Horas antes de começar a entrevista da Procuradora-Geral da República na RTP 1, já jornalistas e comentadores, com a dose habitual de premonição, vaticinavam o seu fim. Quem anda nestas lides conhece as suas dores. Aqueles que, diariamente, têm feito a defesa de Marcelo Rebelo de Sousa, temiam o assunto das gémeas; outros que, nas boas graças do PS, têm conseguido tachos em alguns órgãos de comunicação, receavam qualquer caminho que a levasse a António Costa. Como a natureza humana tem a complexidade de alguns processos-crime, houve mesmo quem, perseguindo a qualquer pretexto o ex-governante socialista, a cobrisse de veneno apenas porque a PGR não lhes dera o exclusivo da entrevista. Mas todos foram uníssonos num desejo: Lucília Gago ia enterrar-se.
Enganaram-se.
A Procuradora surgiu segura, serena, claríssima, e fez tiro ao alvo. O processo Influencer não está terminado. Por hora, António Costa ainda é apenas testemunha, mas as coisas podem mudar. Por isso, o inquérito ainda não foi arquivado. O mesmo já tinha dito o procurador geral-adjunto Rosário Teixeira: “os processos estão em constante evolução”. De seguida, Lucília Gago arremessou o dardo ao Presidente da República, lembrando a sua falta de sentido de Estado quando, ressentido com o inquérito aberto no caso das gémeas, a classificou, logo ele, de “maquiavélica”. A pontaria não faltou também para atingir a atual ministra da Justiça, que, recentemente, veio dizer que “era necessário alguém que colocasse o Ministério Público na ordem”. Lucília Gago estranhou que a inquietação da ministra não lhe tivesse sido exposta numa audiência de mais de três horas que lhe concedeu logo depois de ter tomado posse. A Procuradora também não poupou os jornalistas, sempre sentados entre duas cadeiras. É conforme os amores: umas vezes clamam transparência, outras exigem o seu funeral. Vem isto a propósito da inclusão do célebre parágrafo sobre a abertura de um inquérito no Supremo Tribunal de Justiça visando o ex-primeiro-ministro António Costa. O que diriam se viessem a descobrir mais tarde que essa informação lhes tinha sido sonegada?
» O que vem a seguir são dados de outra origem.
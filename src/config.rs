//! Resolver configuration.
//!
//! ```
//! use hostresolv::config::{AddressFamily, ResolverConfig};
//! use std::net::{IpAddr, Ipv4Addr};
//!
//! let config = ResolverConfig::default()
//!     .with_family(AddressFamily::V4)
//!     .with_hostname("sensor")
//!     .with_local_addrs(vec![IpAddr::V4(Ipv4Addr::new(192, 168, 1, 20))])
//!     .with_link_layer_addr(vec![0x02, 0x00, 0x5e, 0x10, 0x20, 0x30]);
//! assert_eq!(config.capacity, 4);
//! ```

use std::{
    net::{IpAddr, Ipv4Addr, Ipv6Addr},
    time::Duration,
};

use crate::packet::Type;

/// Default number of cache entries.
pub const DEFAULT_CAPACITY: usize = 4;

/// Default retry limit for unicast queries.
pub const DEFAULT_MAX_RETRIES: u8 = 8;

/// Default retry limit for multicast queries.
pub const DEFAULT_MAX_MDNS_RETRIES: u8 = 4;

/// Hostname claimed when none is configured.
pub const DEFAULT_HOSTNAME: &str = "device";

const DEFAULT_PROBE_JITTER: Duration = Duration::from_millis(250);

/// The address family the resolver queries for and announces.
#[derive(Debug, Clone, Copy, PartialEq, Eq, Default)]
pub enum AddressFamily {
    #[default]
    V4,
    V6,
}

impl AddressFamily {
    /// Returns the address record type for this family.
    pub fn record_type(self) -> Type {
        match self {
            AddressFamily::V4 => Type::A,
            AddressFamily::V6 => Type::AAAA,
        }
    }

    /// Returns the size of an address in bytes.
    pub fn addr_len(self) -> usize {
        match self {
            AddressFamily::V4 => 4,
            AddressFamily::V6 => 16,
        }
    }

    /// Returns the mDNS multicast group.
    pub fn mdns_group(self) -> IpAddr {
        match self {
            AddressFamily::V4 => IpAddr::V4(Ipv4Addr::new(224, 0, 0, 251)),
            AddressFamily::V6 => IpAddr::V6(Ipv6Addr::new(0xff02, 0, 0, 0, 0, 0, 0, 0xfb)),
        }
    }

    pub fn loopback(self) -> IpAddr {
        match self {
            AddressFamily::V4 => IpAddr::V4(Ipv4Addr::LOCALHOST),
            AddressFamily::V6 => IpAddr::V6(Ipv6Addr::LOCALHOST),
        }
    }

    /// Returns the unicast server used when none is configured.
    pub fn default_dns_server(self) -> IpAddr {
        match self {
            AddressFamily::V4 => IpAddr::V4(Ipv4Addr::new(8, 8, 8, 8)),
            AddressFamily::V6 => IpAddr::V6(Ipv6Addr::new(0x2001, 0x470, 0x20, 0, 0, 0, 0, 2)),
        }
    }

    /// Returns the unspecified address, for binding sockets.
    pub fn unspecified(self) -> IpAddr {
        match self {
            AddressFamily::V4 => IpAddr::V4(Ipv4Addr::UNSPECIFIED),
            AddressFamily::V6 => IpAddr::V6(Ipv6Addr::UNSPECIFIED),
        }
    }

    /// Returns whether `addr` belongs to this family.
    pub fn contains(self, addr: &IpAddr) -> bool {
        matches!(
            (self, addr),
            (AddressFamily::V4, IpAddr::V4(_)) | (AddressFamily::V6, IpAddr::V6(_))
        )
    }
}

/// Configuration of a [`Resolver`][crate::resolver::Resolver].
///
/// Built from [`ResolverConfig::default`] with the `with_*` methods.
#[derive(Debug, Clone)]
pub struct ResolverConfig {
    /// Address family queried for and announced. Default: [`AddressFamily::V4`].
    pub family: AddressFamily,
    /// Number of cache entries. Fixed for the resolver's lifetime. Default: 4.
    pub capacity: usize,
    /// Retry limit for queries sent to the unicast server. Default: 8.
    pub max_retries: u8,
    /// Retry limit for multicast queries. Default: 4.
    pub max_mdns_retries: u8,
    /// Unicast DNS server. Default: the family's [`AddressFamily::default_dns_server`].
    pub dns_server: Option<IpAddr>,
    /// Resolve names under `.local` over multicast. Default: `true`.
    pub mdns: bool,
    /// Claim [`hostname`](Self::hostname) and answer queries for it. Default: `true`.
    ///
    /// Has no effect unless [`mdns`](Self::mdns) is enabled.
    pub responder: bool,
    /// Local hostname, without the `.local` suffix. Default: `"device"`.
    pub hostname: String,
    /// Addresses announced for the hostname. Addresses of the other family are ignored.
    pub local_addrs: Vec<IpAddr>,
    /// Announce routable IPv6 addresses in addition to link-local ones. Default: `false`.
    pub include_global_v6: bool,
    /// Link-layer address, used to derive a new hostname after a conflict.
    pub link_layer_addr: Vec<u8>,
    /// Answer `localhost` lookups with the loopback address. Default: `true`.
    pub loopback_shortcut: bool,
    /// Upper bound of the random delay before a probe is sent. Default: 250ms.
    pub probe_jitter: Duration,
    /// Seed for the probe jitter. Default: random.
    pub rng_seed: Option<u64>,
}

impl Default for ResolverConfig {
    fn default() -> Self {
        Self {
            family: AddressFamily::V4,
            capacity: DEFAULT_CAPACITY,
            max_retries: DEFAULT_MAX_RETRIES,
            max_mdns_retries: DEFAULT_MAX_MDNS_RETRIES,
            dns_server: None,
            mdns: true,
            responder: true,
            hostname: DEFAULT_HOSTNAME.to_string(),
            local_addrs: Vec::new(),
            include_global_v6: false,
            link_layer_addr: Vec::new(),
            loopback_shortcut: true,
            probe_jitter: DEFAULT_PROBE_JITTER,
            rng_seed: None,
        }
    }
}

impl ResolverConfig {
    pub fn new() -> Self {
        Self::default()
    }

    pub fn with_family(mut self, family: AddressFamily) -> Self {
        self.family = family;
        self
    }

    /// Sets the number of cache entries. Must be at least 1.
    pub fn with_capacity(mut self, capacity: usize) -> Self {
        self.capacity = capacity;
        self
    }

    pub fn with_max_retries(mut self, unicast: u8, multicast: u8) -> Self {
        self.max_retries = unicast;
        self.max_mdns_retries = multicast;
        self
    }

    pub fn with_dns_server(mut self, server: IpAddr) -> Self {
        self.dns_server = Some(server);
        self
    }

    pub fn with_mdns(mut self, enabled: bool) -> Self {
        self.mdns = enabled;
        self
    }

    pub fn with_responder(mut self, enabled: bool) -> Self {
        self.responder = enabled;
        self
    }

    pub fn with_hostname(mut self, hostname: impl Into<String>) -> Self {
        self.hostname = hostname.into();
        self
    }

    pub fn with_local_addrs(mut self, addrs: Vec<IpAddr>) -> Self {
        self.local_addrs = addrs;
        self
    }

    pub fn with_include_global_v6(mut self, include: bool) -> Self {
        self.include_global_v6 = include;
        self
    }

    pub fn with_link_layer_addr(mut self, addr: Vec<u8>) -> Self {
        self.link_layer_addr = addr;
        self
    }

    pub fn with_loopback_shortcut(mut self, enabled: bool) -> Self {
        self.loopback_shortcut = enabled;
        self
    }

    pub fn with_probe_jitter(mut self, jitter: Duration) -> Self {
        self.probe_jitter = jitter;
        self
    }

    pub fn with_rng_seed(mut self, seed: u64) -> Self {
        self.rng_seed = Some(seed);
        self
    }

    /// Returns whether the resolver claims a hostname and answers for it.
    pub fn is_responder(&self) -> bool {
        self.mdns && self.responder
    }

    /// Returns the configured unicast server, or the family default.
    pub fn dns_server(&self) -> IpAddr {
        self.dns_server
            .unwrap_or_else(|| self.family.default_dns_server())
    }
}

#[cfg(test)]
mod tests {
    use super::*;

    #[test]
    fn defaults() {
        let config = ResolverConfig::default();
        assert_eq!(config.capacity, 4);
        assert_eq!(config.max_retries, 8);
        assert_eq!(config.max_mdns_retries, 4);
        assert_eq!(config.hostname, "device");
        assert!(config.is_responder());
        assert_eq!(config.dns_server(), IpAddr::V4(Ipv4Addr::new(8, 8, 8, 8)));

        let v6 = config.with_family(AddressFamily::V6);
        assert_eq!(v6.dns_server().to_string(), "2001:470:20::2");
        assert_eq!(v6.family.mdns_group().to_string(), "ff02::fb");
        assert_eq!(v6.family.record_type(), Type::AAAA);
    }

    #[test]
    fn responder_requires_mdns() {
        let config = ResolverConfig::default().with_mdns(false);
        assert!(config.responder);
        assert!(!config.is_responder());
    }
}
/// Streaming decoder for DNS messages.
///
/// The section being read is the `S` type parameter. A new decoder starts in
/// [`section::Question`], and the section methods (`answers`, `authority`, `additional`) skip
/// forward. Once an entry fails to decode, the rest of the message is treated as empty.
pub struct MessageDecoder<'a, S: Section> {
    header: Header,
    /// Entries left to read, per section.
    remaining: [u16; 4],
    r: Reader<'a>,
    has_errored: bool,
    section: PhantomData<S>,
}

impl<'a> MessageDecoder<'a, section::Question> {
    /// Creates a decoder reading from `buf`.
    ///
    /// Fails with [`Error::Eof`] if `buf` is shorter than a header.
    pub fn new(buf: &'a [u8]) -> Result<Self, Error> {
        let mut r = Reader::new(buf);
        let header = r.read_obj::<Header>()?;
        Ok(Self {
            header,
            remaining: header.counts(),
            r,
            has_errored: false,
            section: PhantomData,
        })
    }
}

impl<'a, S: Section> MessageDecoder<'a, S> {
    #[inline]
    pub fn header(&self) -> &Header {
        &self.header
    }

    fn remaining(&mut self) -> &mut u16 {
        &mut self.remaining[S::INDEX]
    }

    /// Reads one entry of the current section with `read`, unless the section is exhausted or
    /// an earlier entry failed.
    fn next_with<T>(
        &mut self,
        read: impl FnOnce(&mut Reader<'a>) -> Result<T, Error>,
    ) -> Option<Result<T, Error>> {
        if self.has_errored || *self.remaining() == 0 {
            return None;
        }
        match read(&mut self.r) {
            Ok(entry) => {
                *self.remaining() -= 1;
                Some(Ok(entry))
            }
            Err(e) => {
                log::trace!("malformed entry in {} section: {}", S::NAME, e);
                self.has_errored = true;
                Some(Err(e))
            }
        }
    }
}

impl<'a, S: Followed> MessageDecoder<'a, S> {
    /// Skips what is left of this section and moves to the next one.
    fn skip_section(mut self) -> Result<MessageDecoder<'a, S::Next>, Error> {
        let is_question = S::INDEX == section::Question::INDEX;
        while let Some(res) = self.next_with(|r| {
            if is_question {
                r.read_question().map(drop)
            } else {
                r.read_resource_record().map(drop)
            }
        }) {
            res?;
        }

        Ok(MessageDecoder {
            header: self.header,
            remaining: self.remaining,
            r: self.r,
            has_errored: self.has_errored,
            section: PhantomData,
        })
    }
}

impl<'a> MessageDecoder<'a, section::Question> {
    /// Reads the next [`Question`].
    pub fn next(&mut self) -> Option<Result<Question, Error>> {
        self.next_with(Reader::read_question)
    }

    pub fn iter(&mut self) -> QuestionIter<'_, 'a> {
        QuestionIter { dec: self }
    }

    /// Skips the remaining questions.
    pub fn answers(self) -> Result<MessageDecoder<'a, section::Answer>, Error> {
        self.skip_section()
    }

    pub fn additional(self) -> Result<MessageDecoder<'a, section::Additional>, Error> {
        self.answers()?.additional()
    }
}

impl<'a> MessageDecoder<'a, section::Answer> {
    pub fn authority(self) -> Result<MessageDecoder<'a, section::Authority>, Error> {
        self.skip_section()
    }

    /// Skips the remaining answers and the whole *Authority* section.
    pub fn additional(self) -> Result<MessageDecoder<'a, section::Additional>, Error> {
        self.authority()?.skip_section()
    }
}

impl<'a> MessageDecoder<'a, section::Authority> {
    pub fn additional(self) -> Result<MessageDecoder<'a, section::Additional>, Error> {
        self.skip_section()
    }
}

impl<'a, S: RecordSection> MessageDecoder<'a, S> {
    /// Reads the next [`ResourceRecord`] of this section.
    pub fn next(&mut self) -> Option<Result<ResourceRecord<'a>, Error>> {
        self.next_with(Reader::read_resource_record)
    }

    pub fn iter(&mut self) -> ResourceRecordIter<'_, 'a, S> {
        ResourceRecordIter { dec: self }
    }
}

/// Iterator over the resource records of one section.
pub struct ResourceRecordIter<'dec, 'data, S: RecordSection> {
    dec: &'dec mut MessageDecoder<'data, S>,
}

impl<'dec, 'data, S: RecordSection> Iterator for ResourceRecordIter<'dec, 'data, S> {
    type Item = Result<ResourceRecord<'data>, Error>;

    fn next(&mut self) -> Option<Self::Item> {
        self.dec.next()
    }
}

/// Iterator over the *Question* section.
pub struct QuestionIter<'dec, 'data> {
    dec: &'dec mut MessageDecoder<'data, section::Question>,
}

impl<'dec, 'data> Iterator for QuestionIter<'dec, 'data> {
    type Item = Result<Question, Error>;

    fn next(&mut self) -> Option<Self::Item> {
        self.dec.next()
    }
}

/// A resource record, with its data left undecoded until [`ResourceRecord::as_enum`].
pub struct ResourceRecord<'a> {
    name: DomainName,
    type_: Type,
    class: Class,
    cache_flush: bool,
    ttl: u32,
    /// Positioned at the RDATA, and ending with it.
    pub(crate) rdata: Reader<'a>,
}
E tudo isto me fez lembrar um aforismo de Karl Kraus: “Há um critério cultural que procura livrar-se com todas as forças dos piolhos que infestam a peliça. Há outros que toleram os piolhos e acham que, mesmo assim, a peliça está em estado de ser usada. E há, finalmente, um último que acha que na peliça o principal são os piolhos e por isso os deixa dispor livremente dela”.
Deus os livre que a partir de agora a PGR decida falar todas as semanas, ou dia-sim, dia-não.
* Jornalista já perseguida por políticos e jornalistas apaniguados com o poder.
IN "NASCER DO SOL" - 09/07/24.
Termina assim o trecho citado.